Not just because the event was lively, but because it suggested that people want coffee experiences that feel open and social, not only technical.
Thirteen coffees, one blind tasting
We tasted thirteen coffees from a range of roasters. See them all here.
Looking across the table, one thing became obvious pretty quickly. We had several coffees from Colombia, and while that gave us a chance to taste a lot of range within one producing country, it also made me wish we had pushed for even more variety across origins.
That’s probably the biggest thing we’ll change for the next one.
The lineup still showed a lot of diversity in flavor, but a broader spread of countries would have made the comparisons even more useful, especially for newer tasters trying to understand how origin can shape the cup.
The louder coffees stood out
Even with that concentration, the response pattern in the room was telling.
The anaerobic and co-fermented coffees stood out much more noticeably than many of the washed and more classic natural offerings. Again and again, people leaned toward the most vibrant, most expressive, and least traditional cups on the table. The coffees that felt furthest from a familiar idea of coffee often created the strongest reactions.

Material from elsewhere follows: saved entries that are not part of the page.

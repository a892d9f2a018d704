use thiserror::Error;

// ---------------------------------------------------------------------------
// Errors
// ---------------------------------------------------------------------------

/// Degenerate-input conditions the statistics routines refuse to work on.
#[derive(Debug, Error, PartialEq)]
pub enum StatsError {
    #[error("cannot compute statistics over an empty group")]
    EmptyGroup,

    #[error("need at least {needed} replicates, got {got}")]
    NotEnoughReplicates { needed: usize, got: usize },

    #[error("one-way ANOVA needs at least two groups")]
    NotEnoughGroups,

    #[error("encountered a non-finite measurement")]
    NonFiniteValue,

    #[error("x and y must have equal length, got {x_len} and {y_len}")]
    LengthMismatch { x_len: usize, y_len: usize },

    #[error("linear fit needs at least two distinct x values")]
    DegenerateFit,
}

/// Fixed significance threshold for the ANOVA classification.
pub const SIGNIFICANCE_LEVEL: f64 = 0.05;

/// Sums of squares below this are treated as zero variance.
const VARIANCE_EPS: f64 = 1e-12;

// ---------------------------------------------------------------------------
// Descriptive statistics
// ---------------------------------------------------------------------------

/// Arithmetic mean.
pub fn mean(values: &[f64]) -> Result<f64, StatsError> {
    if values.is_empty() {
        return Err(StatsError::EmptyGroup);
    }
    Ok(values.iter().sum::<f64>() / values.len() as f64)
}

/// Sample standard deviation (divisor N − 1).
///
/// Undefined for fewer than two replicates.
pub fn sample_std(values: &[f64]) -> Result<f64, StatsError> {
    if values.len() < 2 {
        return Err(StatsError::NotEnoughReplicates {
            needed: 2,
            got: values.len(),
        });
    }
    let m = mean(values)?;
    let ss: f64 = values.iter().map(|v| (v - m).powi(2)).sum();
    Ok((ss / (values.len() - 1) as f64).sqrt())
}

// ---------------------------------------------------------------------------
// One-way ANOVA
// ---------------------------------------------------------------------------

/// Outcome of a one-way ANOVA F-test.
#[derive(Debug, Clone, PartialEq)]
pub struct AnovaResult {
    pub f_statistic: f64,
    /// Probability of an F at least this large under equal group means.
    pub p_value: f64,
}

impl AnovaResult {
    /// Whether the group means differ at the fixed 0.05 level.
    pub fn is_significant(&self) -> bool {
        self.p_value < SIGNIFICANCE_LEVEL
    }
}

/// One-way ANOVA F-test across `groups`.
///
/// Requires at least two groups, each with at least one finite value.
/// When every measurement is identical there is no variance to partition;
/// that case reports `F = 0, p = 1` instead of dividing by zero. Zero
/// within-group variance with distinct group means reports `F = ∞, p = 0`.
pub fn one_way_anova(groups: &[Vec<f64>]) -> Result<AnovaResult, StatsError> {
    if groups.len() < 2 {
        return Err(StatsError::NotEnoughGroups);
    }
    for g in groups {
        if g.is_empty() {
            return Err(StatsError::EmptyGroup);
        }
        if g.iter().any(|v| !v.is_finite()) {
            return Err(StatsError::NonFiniteValue);
        }
    }

    let n_total: usize = groups.iter().map(Vec::len).sum();
    let grand_mean = groups.iter().flatten().sum::<f64>() / n_total as f64;

    let mut ss_between = 0.0;
    let mut ss_within = 0.0;
    for g in groups {
        let m = mean(g)?;
        ss_between += g.len() as f64 * (m - grand_mean).powi(2);
        ss_within += g.iter().map(|v| (v - m).powi(2)).sum::<f64>();
    }

    if ss_within <= VARIANCE_EPS {
        return Ok(if ss_between <= VARIANCE_EPS {
            AnovaResult {
                f_statistic: 0.0,
                p_value: 1.0,
            }
        } else {
            AnovaResult {
                f_statistic: f64::INFINITY,
                p_value: 0.0,
            }
        });
    }

    let df_between = (groups.len() - 1) as f64;
    let df_within = (n_total - groups.len()) as f64;
    let f = (ss_between / df_between) / (ss_within / df_within);

    Ok(AnovaResult {
        f_statistic: f,
        p_value: f_survival(f, df_between, df_within),
    })
}

// ---------------------------------------------------------------------------
// Linear fit
// ---------------------------------------------------------------------------

/// Least-squares degree-1 polynomial with its coefficient of determination.
#[derive(Debug, Clone, PartialEq)]
pub struct LinearFit {
    pub slope: f64,
    pub intercept: f64,
    /// Squared Pearson correlation of x and y.
    pub r_squared: f64,
}

impl LinearFit {
    /// Evaluate the fitted line at `x`.
    pub fn value_at(&self, x: f64) -> f64 {
        self.slope * x + self.intercept
    }
}

/// Fit `y = slope·x + intercept` by least squares.
pub fn linear_fit(xs: &[f64], ys: &[f64]) -> Result<LinearFit, StatsError> {
    if xs.len() != ys.len() {
        return Err(StatsError::LengthMismatch {
            x_len: xs.len(),
            y_len: ys.len(),
        });
    }
    if xs.len() < 2 {
        return Err(StatsError::NotEnoughReplicates {
            needed: 2,
            got: xs.len(),
        });
    }

    let mx = mean(xs)?;
    let my = mean(ys)?;

    let mut sxx = 0.0;
    let mut syy = 0.0;
    let mut sxy = 0.0;
    for (x, y) in xs.iter().zip(ys) {
        sxx += (x - mx).powi(2);
        syy += (y - my).powi(2);
        sxy += (x - mx) * (y - my);
    }
    if sxx <= VARIANCE_EPS {
        return Err(StatsError::DegenerateFit);
    }

    let slope = sxy / sxx;
    // A flat response is a perfectly predicted constant; report R² = 1
    // rather than 0/0.
    let r_squared = if syy <= VARIANCE_EPS {
        1.0
    } else {
        (sxy * sxy) / (sxx * syy)
    };

    Ok(LinearFit {
        slope,
        intercept: my - slope * mx,
        r_squared,
    })
}

// ---------------------------------------------------------------------------
// F-distribution survival function
// ---------------------------------------------------------------------------
//
// P(F ≥ f) for F(d1, d2), via the regularized incomplete beta function:
//     sf(f) = I_{d2 / (d2 + d1·f)}(d2/2, d1/2)
// Continued-fraction evaluation after Lentz; log-gamma after Lanczos.

/// Upper tail probability of the F(d1, d2) distribution at `f`.
fn f_survival(f: f64, d1: f64, d2: f64) -> f64 {
    if f <= 0.0 {
        return 1.0;
    }
    let x = d2 / (d2 + d1 * f);
    incomplete_beta(d2 / 2.0, d1 / 2.0, x)
}

/// Regularized incomplete beta function `I_x(a, b)` for `a, b > 0`.
fn incomplete_beta(a: f64, b: f64, x: f64) -> f64 {
    if x <= 0.0 {
        return 0.0;
    }
    if x >= 1.0 {
        return 1.0;
    }
    let ln_front =
        ln_gamma(a + b) - ln_gamma(a) - ln_gamma(b) + a * x.ln() + b * (1.0 - x).ln();
    let front = ln_front.exp();

    // Use the continued fraction directly where it converges fastest and
    // the symmetry relation elsewhere.
    if x < (a + 1.0) / (a + b + 2.0) {
        front * beta_cf(a, b, x) / a
    } else {
        1.0 - front * beta_cf(b, a, 1.0 - x) / b
    }
}

/// Continued fraction for the incomplete beta (modified Lentz method).
fn beta_cf(a: f64, b: f64, x: f64) -> f64 {
    const MAX_ITER: usize = 200;
    const EPS: f64 = 3e-14;
    const FPMIN: f64 = 1e-300;

    let qab = a + b;
    let qap = a + 1.0;
    let qam = a - 1.0;

    let mut c = 1.0;
    let mut d = 1.0 - qab * x / qap;
    if d.abs() < FPMIN {
        d = FPMIN;
    }
    d = 1.0 / d;
    let mut h = d;

    for m in 1..=MAX_ITER {
        let m = m as f64;
        let m2 = 2.0 * m;

        let aa = m * (b - m) * x / ((qam + m2) * (a + m2));
        d = 1.0 + aa * d;
        if d.abs() < FPMIN {
            d = FPMIN;
        }
        c = 1.0 + aa / c;
        if c.abs() < FPMIN {
            c = FPMIN;
        }
        d = 1.0 / d;
        h *= d * c;

        let aa = -(a + m) * (qab + m) * x / ((a + m2) * (qap + m2));
        d = 1.0 + aa * d;
        if d.abs() < FPMIN {
            d = FPMIN;
        }
        c = 1.0 + aa / c;
        if c.abs() < FPMIN {
            c = FPMIN;
        }
        d = 1.0 / d;
        let delta = d * c;
        h *= delta;

        if (delta - 1.0).abs() < EPS {
            break;
        }
    }
    h
}

/// Natural log of the gamma function (Lanczos approximation, g = 7).
fn ln_gamma(z: f64) -> f64 {
    const COEFFS: [f64; 9] = [
        0.999_999_999_999_809_93,
        676.520_368_121_885_1,
        -1_259.139_216_722_402_8,
        771.323_428_777_653_13,
        -176.615_029_162_140_59,
        12.507_343_278_686_905,
        -0.138_571_095_265_720_12,
        9.984_369_578_019_572e-6,
        1.505_632_735_149_311_6e-7,
    ];

    if z < 0.5 {
        // Reflection formula keeps the series in its accurate range.
        return (std::f64::consts::PI / (std::f64::consts::PI * z).sin()).ln()
            - ln_gamma(1.0 - z);
    }

    let z = z - 1.0;
    let mut x = COEFFS[0];
    for (i, c) in COEFFS.iter().enumerate().skip(1) {
        x += c / (z + i as f64);
    }
    let t = z + 7.5;
    0.5 * (2.0 * std::f64::consts::PI).ln() + (z + 0.5) * t.ln() - t + x.ln()
}

#[cfg(test)]
mod tests {
    use super::*;

    fn close(a: f64, b: f64, tol: f64) -> bool {
        (a - b).abs() < tol
    }

    #[test]
    fn mean_basic() {
        assert_eq!(mean(&[2.0, 4.0, 6.0]).unwrap(), 4.0);
    }

    #[test]
    fn mean_rejects_empty() {
        assert_eq!(mean(&[]), Err(StatsError::EmptyGroup));
    }

    #[test]
    fn sample_std_uses_n_minus_one() {
        // mean 5, squared deviations sum 20, divisor 3
        let s = sample_std(&[2.0, 4.0, 6.0, 8.0]).unwrap();
        assert!(close(s, 2.581_988_897_471_611, 1e-12));
    }

    #[test]
    fn sample_std_rejects_single_value() {
        assert_eq!(
            sample_std(&[1.0]),
            Err(StatsError::NotEnoughReplicates { needed: 2, got: 1 })
        );
    }

    #[test]
    fn ln_gamma_reference_values() {
        assert!(close(ln_gamma(1.0), 0.0, 1e-12));
        assert!(close(ln_gamma(0.5), 0.572_364_942_924_700_4, 1e-12));
        assert!(close(ln_gamma(5.0), 24.0_f64.ln(), 1e-12));
        assert!(close(ln_gamma(12.5), 18.734_347_511_936_45, 1e-10));
    }

    #[test]
    fn incomplete_beta_reference_values() {
        // I_0.4(2, 3) = 0.5248 exactly; I_0.8(5, 2) = 0.65536 exactly
        assert!(close(incomplete_beta(2.0, 3.0, 0.4), 0.5248, 1e-10));
        assert!(close(incomplete_beta(5.0, 2.0, 0.8), 0.65536, 1e-10));
        // I_0.3(1/2, 1/2) = (2/π)·asin(√0.3)
        assert!(close(incomplete_beta(0.5, 0.5, 0.3), 0.369_010_119_565_545, 1e-10));
        assert_eq!(incomplete_beta(2.0, 3.0, 0.0), 0.0);
        assert_eq!(incomplete_beta(2.0, 3.0, 1.0), 1.0);
    }

    #[test]
    fn f_survival_matches_critical_points() {
        // Standard 5% critical values of the F distribution.
        assert!(close(f_survival(4.96, 1.0, 10.0), 0.05, 1e-3));
        assert!(close(f_survival(2.87, 4.0, 20.0), 0.05, 1e-3));
        assert_eq!(f_survival(0.0, 3.0, 12.0), 1.0);
    }

    #[test]
    fn anova_known_small_case() {
        // Three shifted triples: F = 3 and p = 0.125 exactly.
        let groups = vec![
            vec![1.0, 2.0, 3.0],
            vec![2.0, 3.0, 4.0],
            vec![3.0, 4.0, 5.0],
        ];
        let result = one_way_anova(&groups).unwrap();
        assert!(close(result.f_statistic, 3.0, 1e-12));
        assert!(close(result.p_value, 0.125, 1e-10));
        assert!(!result.is_significant());
    }

    #[test]
    fn anova_identical_values_reports_zero_f_unit_p() {
        let groups = vec![vec![7.0; 4], vec![7.0; 4], vec![7.0; 4]];
        let result = one_way_anova(&groups).unwrap();
        assert_eq!(result.f_statistic, 0.0);
        assert_eq!(result.p_value, 1.0);
        assert!(!result.is_significant());
    }

    #[test]
    fn anova_zero_within_variance_distinct_means() {
        let groups = vec![vec![1.0, 1.0], vec![2.0, 2.0]];
        let result = one_way_anova(&groups).unwrap();
        assert!(result.f_statistic.is_infinite());
        assert_eq!(result.p_value, 0.0);
        assert!(result.is_significant());
    }

    #[test]
    fn anova_separated_groups_are_significant() {
        let groups = vec![
            vec![10.0, 12.0, 11.0, 13.0, 10.0],
            vec![25.0, 27.0, 26.0, 28.0, 25.0],
        ];
        let result = one_way_anova(&groups).unwrap();
        assert!(result.is_significant(), "p = {}", result.p_value);
    }

    #[test]
    fn anova_similar_groups_are_not_significant() {
        let groups = vec![
            vec![10.0, 12.0, 11.0, 13.0, 10.0],
            vec![11.0, 13.0, 10.0, 12.0, 11.0],
        ];
        let result = one_way_anova(&groups).unwrap();
        assert!(!result.is_significant(), "p = {}", result.p_value);
    }

    #[test]
    fn anova_rejects_single_group() {
        assert_eq!(
            one_way_anova(&[vec![1.0, 2.0]]),
            Err(StatsError::NotEnoughGroups)
        );
    }

    #[test]
    fn anova_rejects_empty_group() {
        assert_eq!(
            one_way_anova(&[vec![1.0], vec![]]),
            Err(StatsError::EmptyGroup)
        );
    }

    #[test]
    fn anova_rejects_non_finite_values() {
        assert_eq!(
            one_way_anova(&[vec![1.0, f64::NAN], vec![2.0]]),
            Err(StatsError::NonFiniteValue)
        );
    }

    #[test]
    fn linear_fit_exact_line() {
        let xs = [0.0, 1.0, 2.0, 3.0, 4.0];
        let ys: Vec<f64> = xs.iter().map(|x| 2.0 * x + 1.0).collect();
        let fit = linear_fit(&xs, &ys).unwrap();
        assert!(close(fit.slope, 2.0, 1e-12));
        assert!(close(fit.intercept, 1.0, 1e-12));
        assert!(close(fit.r_squared, 1.0, 1e-12));
        assert!(close(fit.value_at(10.0), 21.0, 1e-12));
    }

    #[test]
    fn linear_fit_strong_decreasing_trend() {
        let xs = [0.0, 1.0, 2.0, 3.0, 4.0];
        let ys = [32.76, 24.1, 16.82, 10.52, 6.44];
        let fit = linear_fit(&xs, &ys).unwrap();
        assert!(fit.slope < 0.0);
        assert!(fit.r_squared >= 0.9);
        assert!(close(fit.slope, -6.622, 1e-9));
        assert!(close(fit.r_squared, 0.983_287_278_595_525, 1e-9));
    }

    #[test]
    fn linear_fit_rejects_length_mismatch() {
        assert_eq!(
            linear_fit(&[1.0, 2.0], &[1.0]),
            Err(StatsError::LengthMismatch { x_len: 2, y_len: 1 })
        );
    }

    #[test]
    fn linear_fit_rejects_constant_x() {
        assert_eq!(
            linear_fit(&[2.0, 2.0, 2.0], &[1.0, 2.0, 3.0]),
            Err(StatsError::DegenerateFit)
        );
    }
}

That doesn’t mean everyone agreed on the same favorite.
But it did suggest something worth paying attention to.
When people taste blindly, curiosity often pulls them toward the coffees that feel the most unusual.
In this case, the louder cups had an advantage. The more fermented, fruit-forward, and unconventional profiles were often the ones people remembered most clearly. That may say something about where coffee is moving, or at least what curious drinkers are looking for right now. People are not only looking for quality. They’re also looking for distinction and something unique.
Rating the coffees
One of my favorite parts of the format was keeping all tasting notes hidden until the very end.
Participants scanned a CoffeeHunt QR code that took them to a page where they could rate each coffee and leave comments describing what they were experiencing. Only after submitting their responses were they led to a results page and see the full coffee details, along with what people had upvoted and commented on.
That gave the event a second layer.
First, you had the tasting itself. Then you had the reveal, where people could see what they had actually chosen without any context guiding them beforehand.
Sometimes what you choose blindly is very different from what you think you’d choose on paper.
There’s something useful in that. Not only for coffee drinkers, but for roasters, cafés, and anyone trying to understand how people genuinely connect with flavor.
More than a first event
Another detail I appreciated was that even one of the featured roasters participated in the blind tasting, despite having one of their own coffees on the table up for review alongside what could be consider competitors. This is very uncommon, but it showed that coffee roasting isn’t about competition but connection and understanding.
Unfortunately we didn’t get to try every Atlanta roaster or every coffee we had available we would have loved to include, but it set the stage for future events we will run.
This cupping showed that there’s real interest in this kind of event in Atlanta. It showed that people are willing to engage more deeply with coffee when the space feels welcoming. It showed that blind tasting can surface honest preferences in a way branded tasting often can’t. And it gave us a clearer sense of what people are actually drawn to, not just the unique coffees, but to each other.